North Star was also discussed, but my association with North Star is a brand of sneakers that was de rigeur for hipster Canadian kids during the late 1970s and early 1980s. They were cool sneakers and I hope they make a comeback, but I don’t necessarily want a boat name reminiscent of my days at Lord Kelvin Elementary.

We considered foreign terms. We were married and honeymooned in Croatia, so we thought about possible Croatian names. Apparently we’d forgotten how completely alien and unintuitive that language is. It’s virtually impossible to even guess the meaning of a Croatian word from hearing or reading it. “Beautiful,” for example, is “lijepo.” The Croatian word for boat is “brod” and sailboat is “jedrilica.” I’m not even sure how to pronounce those correctly and can imagine having to constantly repeat and spell the name for people. Forget it.

We could name the boat Lily Winston Churchill, but naming it after our cat, regardless of how perfect and adorable she is (and she is; did you know that she’s toilet trained?), seems too precious by half. We’ve already turned into those people we used to make fun of, who talk about the cat like it’s a child (“You won’t believe what Lily did today”….). No need to go any further down that road.

I can’t stand puns, so anything like Fantasea or Ahoy Vey is out of the question, as are sophomoric monikers like Breaking Wind, Master Baiter and Wet Dream.

The name needs to be meaningful to both of us, not too serious and ideally, a little cheeky. I’m starting to think it would be easier to name a child. At least then you know you’d be working within the boundaries of people names. A boat name might be a phrase, an idiom, a person’s name, a foreign word, a geographical name … the possibilities are endless. Since virtually anything could work, nothing seems particularly fitting.

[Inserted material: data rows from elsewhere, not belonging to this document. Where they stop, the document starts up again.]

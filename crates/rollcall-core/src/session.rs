//! Session mapper
//!
//! Projects a raw session descriptor into a `LessonDescriptor`:
//! - actual values preferred over planned ones (time, room, teacher)
//! - the start time is rebuilt from wall-clock components so the rendered
//!   date never drifts across a day boundary
//! - no valid start time renders as the `NOT_SCHEDULED` placeholder
//!
//! Mapping never fails. A record without an identifier yields `None`, which
//! the caller reports as "record not found".

use crate::envelope::{first_i64, first_id, SessionEnvelope};
use crate::types::{LessonDescriptor, SessionId, SessionStatus, TimeWindow};
use chrono::{DateTime, FixedOffset, NaiveDateTime};
use serde_json::{Map, Value};

/// Placeholder for date/time of a session with no valid start
pub const NOT_SCHEDULED: &str = "not scheduled";

/// Duration used when the descriptor has none (or a non-positive one)
pub const DEFAULT_DURATION_MINUTES: u32 = 60;

/// Label used when the descriptor names no course
pub const UNTITLED_COURSE: &str = "Untitled course";

const ACTUAL_TIME_KEYS: &[&str] = &["actualStartTime", "actualDatetime", "actualTime"];
const PLANNED_TIME_KEYS: &[&str] = &["plannedStartTime", "plannedDatetime", "startTime", "scheduledAt"];
const ACTUAL_ROOM_KEYS: &[&str] = &["actualRoom", "actualLocation"];
const PLANNED_ROOM_KEYS: &[&str] = &["plannedRoom", "room", "location"];
const ACTUAL_TEACHER_KEYS: &[&str] = &["actualTeacher", "substituteTeacher"];
const PLANNED_TEACHER_KEYS: &[&str] = &["plannedTeacher", "teacher", "teacherName"];

const NAIVE_FORMATS: &[&str] = &[
    "%Y-%m-%dT%H:%M:%S%.f",
    "%Y-%m-%dT%H:%M",
    "%Y-%m-%d %H:%M:%S%.f",
    "%Y-%m-%d %H:%M",
];

/// Raw session descriptor to lesson descriptor
#[derive(Debug, Clone, Copy, Default)]
pub struct SessionMapper {
    display_offset: Option<FixedOffset>,
}

impl SessionMapper {
    /// Create a mapper; `None` renders each timestamp in its own offset
    #[inline]
    #[must_use]
    pub fn new(display_offset: Option<FixedOffset>) -> Self {
        Self { display_offset }
    }

    /// Map a raw detail document (nested or flat)
    #[must_use]
    pub fn map(&self, doc: Value) -> Option<LessonDescriptor> {
        let envelope = SessionEnvelope::decode(doc);
        let record = envelope.into_record()?;
        self.map_record(&record)
    }

    /// Map an already-unwrapped record
    #[must_use]
    pub fn map_record(&self, record: &Map<String, Value>) -> Option<LessonDescriptor> {
        let id = first_id(record, &["id", "sessionId"])?;

        let start = ACTUAL_TIME_KEYS
            .iter()
            .chain(PLANNED_TIME_KEYS)
            .find_map(|key| {
                record
                    .get(*key)
                    .and_then(Value::as_str)
                    .and_then(|raw| parse_wall_clock(raw, self.display_offset))
            });

        let duration_minutes = first_i64(record, &["durationMinutes", "duration"])
            .filter(|minutes| *minutes > 0)
            .and_then(|minutes| u32::try_from(minutes).ok())
            .unwrap_or(DEFAULT_DURATION_MINUTES);

        let window = start.map(|start| TimeWindow::starting_at(start, duration_minutes));
        let (date_label, time_label) = match &window {
            Some(window) => (window.start.format("%Y-%m-%d").to_string(), window.label()),
            None => (NOT_SCHEDULED.to_string(), NOT_SCHEDULED.to_string()),
        };

        let student_count = first_i64(record, &["totalStudents", "studentCount"])
            .and_then(|count| u32::try_from(count).ok())
            .unwrap_or(0);

        Some(LessonDescriptor {
            id: SessionId::new(id),
            course_label: first_name(record, &["className", "courseName", "course", "class"])
                .unwrap_or_else(|| UNTITLED_COURSE.to_string()),
            lesson_label: first_name(record, &["lessonTitle", "title", "lesson"]),
            window,
            duration_minutes,
            date_label,
            time_label,
            room: first_name(record, ACTUAL_ROOM_KEYS)
                .or_else(|| first_name(record, PLANNED_ROOM_KEYS)),
            teacher: first_name(record, ACTUAL_TEACHER_KEYS)
                .or_else(|| first_name(record, PLANNED_TEACHER_KEYS)),
            student_count,
            branch: first_name(record, &["branchName", "branch"]),
            status: record
                .get("status")
                .and_then(Value::as_str)
                .and_then(SessionStatus::parse),
            participation_mode: first_name(record, &["participationMode", "mode"]),
        })
    }
}

/// Parse a timestamp into the wall-clock time it denotes.
///
/// Offset-bearing timestamps keep their own wall clock unless a display
/// offset is given; naive timestamps are already wall-clock.
#[must_use]
pub fn parse_wall_clock(raw: &str, display_offset: Option<FixedOffset>) -> Option<NaiveDateTime> {
    let raw = raw.trim();
    if raw.is_empty() {
        return None;
    }

    if let Ok(stamped) = DateTime::parse_from_rfc3339(raw) {
        return Some(match display_offset {
            Some(offset) => stamped.with_timezone(&offset).naive_local(),
            None => stamped.naive_local(),
        });
    }

    NAIVE_FORMATS
        .iter()
        .find_map(|format| NaiveDateTime::parse_from_str(raw, format).ok())
}

/// First non-blank name among `keys`: a string, or an object's `fullName`/`name`
fn first_name(record: &Map<String, Value>, keys: &[&str]) -> Option<String> {
    keys.iter().find_map(|key| match record.get(*key)? {
        Value::String(s) if !s.trim().is_empty() => Some(s.trim().to_string()),
        Value::Object(inner) => ["fullName", "name", "title"]
            .iter()
            .find_map(|k| inner.get(*k).and_then(Value::as_str))
            .map(str::trim)
            .filter(|s| !s.is_empty())
            .map(str::to_string),
        _ => None,
    })
}

#[cfg(test)]
mod tests {
    use super::*;
    use pretty_assertions::assert_eq;
    use serde_json::json;

    #[test]
    fn actual_start_with_offset_keeps_wall_clock() {
        let lesson = SessionMapper::default()
            .map(json!({
                "id": "sess-1",
                "className": "IELTS 6.5",
                "actualStartTime": "2024-12-21T19:00:00+07:00",
                "plannedStartTime": "2024-12-21T18:00:00+07:00",
                "durationMinutes": 120
            }))
            .unwrap();

        assert_eq!(lesson.time_label, "19:00–21:00");
        assert_eq!(lesson.date_label, "2024-12-21");
        assert_eq!(lesson.duration_minutes, 120);
    }

    #[test]
    fn no_timestamp_renders_placeholders() {
        let lesson = SessionMapper::default()
            .map(json!({"id": 5, "className": "Math"}))
            .unwrap();

        assert_eq!(lesson.id, SessionId::new("5"));
        assert_eq!(lesson.date_label, NOT_SCHEDULED);
        assert_eq!(lesson.time_label, NOT_SCHEDULED);
        assert!(!lesson.is_scheduled());
    }

    #[test]
    fn malformed_actual_falls_back_to_planned() {
        let lesson = SessionMapper::default()
            .map(json!({
                "id": "s",
                "actualStartTime": "not-a-date",
                "plannedStartTime": "2024-03-01 08:30"
            }))
            .unwrap();
        assert_eq!(lesson.time_label, "08:30–09:30");
    }

    #[test]
    fn date_does_not_shift_for_early_morning_utc_plus() {
        // 00:30 local in +07:00 is the previous day in UTC
        let lesson = SessionMapper::default()
            .map(json!({"id": "s", "plannedStartTime": "2024-12-22T00:30:00+07:00"}))
            .unwrap();
        assert_eq!(lesson.date_label, "2024-12-22");
    }

    #[test]
    fn display_offset_converts_wall_clock() {
        let utc = FixedOffset::east_opt(0).unwrap();
        let lesson = SessionMapper::new(Some(utc))
            .map(json!({"id": "s", "actualStartTime": "2024-12-21T19:00:00+07:00"}))
            .unwrap();
        assert_eq!(lesson.time_label, "12:00–13:00");
    }

    #[test]
    fn non_positive_duration_defaults() {
        for duration in [json!(0), json!(-15), json!("abc"), json!(null)] {
            let lesson = SessionMapper::default()
                .map(json!({"id": "s", "durationMinutes": duration}))
                .unwrap();
            assert_eq!(lesson.duration_minutes, DEFAULT_DURATION_MINUTES);
        }
    }

    #[test]
    fn actual_room_and_teacher_preferred() {
        let lesson = SessionMapper::default()
            .map(json!({
                "data": {
                    "id": "s",
                    "plannedRoom": "A1",
                    "actualRoom": "B2",
                    "plannedTeacher": {"fullName": "Planned Teacher"},
                    "actualTeacher": {"fullName": "Cover Teacher"},
                    "totalStudents": "12",
                    "branchName": "North",
                    "status": "MAKEUP",
                    "participationMode": "online"
                }
            }))
            .unwrap();

        assert_eq!(lesson.room.as_deref(), Some("B2"));
        assert_eq!(lesson.teacher.as_deref(), Some("Cover Teacher"));
        assert_eq!(lesson.student_count, 12);
        assert_eq!(lesson.branch.as_deref(), Some("North"));
        assert_eq!(lesson.status, Some(SessionStatus::Makeup));
        assert_eq!(lesson.participation_mode.as_deref(), Some("online"));
        assert_eq!(lesson.course_label, UNTITLED_COURSE);
    }

    #[test]
    fn planned_values_used_when_actual_blank() {
        let lesson = SessionMapper::default()
            .map(json!({"id": "s", "actualRoom": " ", "plannedRoom": "A1", "teacherName": "T"}))
            .unwrap();
        assert_eq!(lesson.room.as_deref(), Some("A1"));
        assert_eq!(lesson.teacher.as_deref(), Some("T"));
        assert_eq!(lesson.status, None);
    }

    #[test]
    fn missing_id_yields_none() {
        assert!(SessionMapper::default().map(json!({"className": "x"})).is_none());
        assert!(SessionMapper::default().map(json!("garbage")).is_none());
    }
}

All of this agonizing over names got me wondering about the most popular boat names. I looked online and found the annual list compiled by BoatU.S., the Boat Owners Association of the United States, which lists the following Ten Most Popular Boat Names for 2008:

1. Seas the Day
2. Summer Daze
3. Second Chance
4. Aqua-Holic
5. Wind Seeker
6. Dream Weaver
7. Black Pearl
8. Hydrotherapy
9. The Salt Shaker
10. Sea Quest

Hydrotherapy and Aqua-Holic aren’t terrible, but the rest? Seas the Day and Summer Daze are groan-inducing. Second Chance, Wind Seeker and Sea Quest—prosaic and hackneyed.

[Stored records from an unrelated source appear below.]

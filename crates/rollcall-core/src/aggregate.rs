//! Absence-rate aggregator
//!
//! Enriches every roster mark with the share of absences in the student's
//! most recent history. One history query per student, all in flight at
//! once. A failed query leaves that mark untouched; the batch itself only
//! fails on a missing credential or cancellation.

use crate::backend::AttendanceBackend;
use crate::config::EngineConfig;
use crate::credentials::{require_credential, Credential, CredentialProvider};
use crate::codec;
use crate::envelope::RosterEnvelope;
use crate::error::{AttendanceError, TransportError};
use crate::fanout::{settle_all, FanOutPolicy};
use crate::types::{AttendanceMark, AttendanceStatus, HistoryEntry, StudentId};
use serde_json::Value;
use std::sync::Arc;
use tokio_util::sync::CancellationToken;

/// Roster after enrichment
#[derive(Debug, Clone, PartialEq)]
pub struct EnrichedRoster {
    /// Same length and order as the input
    pub marks: Vec<AttendanceMark>,
    /// Students whose history query failed (rate left at its prior value)
    pub failed: Vec<StudentId>,
}

/// `absent / total` over the given entries; 0 for an empty history
#[must_use]
pub fn absence_rate(history: &[HistoryEntry]) -> f64 {
    if history.is_empty() {
        return 0.0;
    }
    let absent = history
        .iter()
        .filter(|entry| entry.status == AttendanceStatus::Absent)
        .count();
    absent as f64 / history.len() as f64
}

/// Decode a history document, keeping at most `window` most-recent entries
#[must_use]
pub fn decode_history(doc: Value, window: usize) -> Vec<HistoryEntry> {
    let (items, _) = RosterEnvelope::decode(doc).into_parts();
    items
        .iter()
        .take(window)
        .map(|item| HistoryEntry {
            status: codec::value_to_canonical(item.get("status")),
        })
        .collect()
}

/// Concurrent absence-rate enrichment
pub struct AbsenceRateAggregator {
    backend: Arc<dyn AttendanceBackend>,
    policy: FanOutPolicy,
    window: usize,
}

impl AbsenceRateAggregator {
    /// Create an aggregator over `backend`
    #[must_use]
    pub fn new(backend: Arc<dyn AttendanceBackend>, config: &EngineConfig) -> Self {
        Self {
            backend,
            policy: FanOutPolicy::from_config(config),
            window: config.history_window.max(1),
        }
    }

    /// Enrich `marks` with absence rates.
    ///
    /// # Errors
    /// - `AttendanceError::MissingCredential` before any query is issued
    /// - `AttendanceError::Cancelled` if `cancel` fires before the join completes
    pub async fn enrich(
        &self,
        marks: Vec<AttendanceMark>,
        credentials: &dyn CredentialProvider,
        cancel: &CancellationToken,
    ) -> Result<EnrichedRoster, AttendanceError> {
        let credential = require_credential(credentials)?;
        self.enrich_with(marks, &credential, cancel).await
    }

    /// Enrich with an already-resolved credential
    pub(crate) async fn enrich_with(
        &self,
        marks: Vec<AttendanceMark>,
        credential: &Credential,
        cancel: &CancellationToken,
    ) -> Result<EnrichedRoster, AttendanceError> {
        if marks.is_empty() {
            return Ok(EnrichedRoster {
                marks,
                failed: Vec::new(),
            });
        }

        let student_ids: Vec<StudentId> = marks.iter().map(|m| m.student_id.clone()).collect();
        let window = self.window;
        let outcomes = settle_all(student_ids, self.policy, cancel, |student_id| {
            let backend = Arc::clone(&self.backend);
            let credential = credential.clone();
            async move {
                let doc = backend
                    .student_history(&credential, &student_id, window)
                    .await?;
                Ok::<f64, TransportError>(absence_rate(&decode_history(doc, window)))
            }
        })
        .await?;

        let mut failed = Vec::new();
        let marks = marks
            .into_iter()
            .zip(outcomes)
            .map(|(mark, outcome)| match outcome {
                Ok(rate) => mark.with_absence_rate(rate),
                Err(error) => {
                    tracing::warn!(
                        student_id = %mark.student_id,
                        %error,
                        "history query failed; keeping prior absence rate"
                    );
                    failed.push(mark.student_id.clone());
                    mark
                }
            })
            .collect::<Vec<_>>();

        tracing::info!(
            students = marks.len(),
            failed = failed.len(),
            "absence rates aggregated"
        );
        Ok(EnrichedRoster { marks, failed })
    }
}

#[cfg(test)]
mod tests {
    use super::*;
    use serde_json::json;

    fn entries(statuses: &[AttendanceStatus]) -> Vec<HistoryEntry> {
        statuses.iter().map(|&status| HistoryEntry { status }).collect()
    }

    #[test]
    fn empty_history_rate_is_zero() {
        let rate = absence_rate(&[]);
        assert_eq!(rate, 0.0);
        assert!(!rate.is_nan());
    }

    #[test]
    fn rate_counts_only_absences() {
        let history = entries(&[
            AttendanceStatus::Absent,
            AttendanceStatus::Present,
            AttendanceStatus::Late,
            AttendanceStatus::Absent,
        ]);
        assert_eq!(absence_rate(&history), 0.5);
    }

    #[test]
    fn history_is_windowed() {
        let doc = json!({"items": [
            {"status": "ABSENT"},
            {"status": "ABSENT"},
            {"status": "PRESENT"},
            {"status": "PRESENT"}
        ]});
        let history = decode_history(doc, 2);
        assert_eq!(history.len(), 2);
        assert_eq!(absence_rate(&history), 1.0);
    }

    #[test]
    fn unexpected_history_shape_is_empty() {
        assert!(decode_history(json!({"oops": 1}), 100).is_empty());
    }
}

Black Pearl showed up on the Boat U.S.  Top 10 list in 2007, four years after the release of the movie Pirates of the Caribbean: The Curse of the Black Pearl. Since much of the appeal of a life aboard for us involves escaping the trappings of a consumerist culture, naming a boat after a Disney blockbuster seems exceedingly lame. It’s the antithesis of what we’d want a boat name to say.

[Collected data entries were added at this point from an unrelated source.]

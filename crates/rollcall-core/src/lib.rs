//! Rollcall Core - attendance reconciliation and bulk-write engine
//!
//! Turns loosely shaped responses from a remote attendance store into a
//! canonical session sheet, and writes edited marks back:
//! - Status codec between wire and canonical statuses
//! - Session mapper producing a display-ready lesson descriptor
//! - Roster normalizer tolerant of several response envelopes
//! - Concurrent, failure-tolerant absence-rate aggregation
//! - Summary derivation when the store supplies none
//! - Bulk create/update synchronization with partial-commit reporting
//!
//! # Example
//!
//! ```rust,ignore
//! use rollcall_core::prelude::*;
//! use std::sync::Arc;
//!
//! # async fn example(backend: Arc<dyn AttendanceBackend>) -> Result<(), AttendanceError> {
//! let engine = AttendanceEngine::new(backend);
//! let credentials = StaticCredentials::new("token");
//! let cancel = CancellationToken::new();
//!
//! let mut sheet = engine.load_sheet(&SessionId::new("s-1"), &credentials, &cancel).await?;
//! sheet.marks[0].set_status(AttendanceStatus::Present)?;
//! engine
//!     .save_marks(&sheet.lesson.id, &sheet.marks, sheet.novel, &credentials, &cancel)
//!     .await?;
//! # Ok(())
//! # }
//! ```

pub mod aggregate;
pub mod backend;
pub mod codec;
pub mod config;
pub mod credentials;
pub mod engine;
pub mod envelope;
pub mod error;
mod fanout;
pub mod roster;
pub mod session;
pub mod summary;
pub mod sync;
pub mod types;

// Re-exports for convenience
pub use aggregate::{absence_rate, decode_history, AbsenceRateAggregator, EnrichedRoster};
pub use backend::{AttendanceBackend, MarkWrite};
pub use config::{EngineConfig, DEFAULT_HISTORY_WINDOW, DEFAULT_REQUEST_TIMEOUT_SECS};
pub use credentials::{
    require_credential, Credential, CredentialProvider, EnvCredentials, StaticCredentials,
};
pub use engine::{AttendanceEngine, SessionSheet};
pub use envelope::{RosterEnvelope, SessionEnvelope};
pub use error::{AttendanceError, TransportError, WriteFailure};
pub use roster::{normalize_roster, RosterSnapshot};
pub use session::{parse_wall_clock, SessionMapper, NOT_SCHEDULED};
pub use sync::{BulkSynchronizer, SyncReport, WriteMode};
pub use types::{
    AttendanceMark, AttendanceStatus, AttendanceSummary, HistoryEntry, LessonDescriptor,
    SessionId, SessionStatus, StudentId, TimeWindow,
};
pub use tokio_util::sync::CancellationToken;

/// Prelude module for common imports
pub mod prelude {
    //! Common imports for working with Rollcall Core
    pub use crate::{
        AttendanceBackend, AttendanceEngine, AttendanceError, AttendanceMark, AttendanceStatus,
        AttendanceSummary, CancellationToken, CredentialProvider, EngineConfig, SessionId,
        SessionSheet, StaticCredentials, StudentId, SyncReport,
    };
}

/// Version of this crate
pub const VERSION: &str = env!("CARGO_PKG_VERSION");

The Salt Shaker just seems silly, and since I’m a child of the ‘70s, Dream Weaver will always remind me of rollerskating to the Gary Wright song (and that hilarious scene from Wayne’s World).

The boat name might be taking on an oversized significance in part because of how much we disliked our previous boat’s name. Camelot was corny, saccharine and about as original as The Other Woman. We talked about changing it but figured if we were going to sell it in the near future, we might as well not bother. 

After racking our brains to distraction about Iola Anne‘s new name, we’ve come to the conclusion that the best name for our new boat might just be the most obvious one: Three Sheets Northwest, or just Three Sheets. We like the name for its nod to tradition and its double entendre (admittedly, three sheets to the wind is a condition not unfamiliar to either of us). It’s the name of our first business together and we hope, the path to living and working aboard together in the foreseeable future. We could do worse by a name.

I’m not giving up hope that the most perfect name possible name might strike like a bolt of lightning when we’re least expecting it. It might pop into one of our heads while we’re in the shower, out for a run, lost in a book or most likely, about to fall asleep. Clearly, overthinking it isn’t bringing the desired results.

So for now, Three Sheets it is. If any of you naming wizards out there have any inspired ideas, feel free to drop us a line. Beers on us if your name ends up on our boat’s ass end.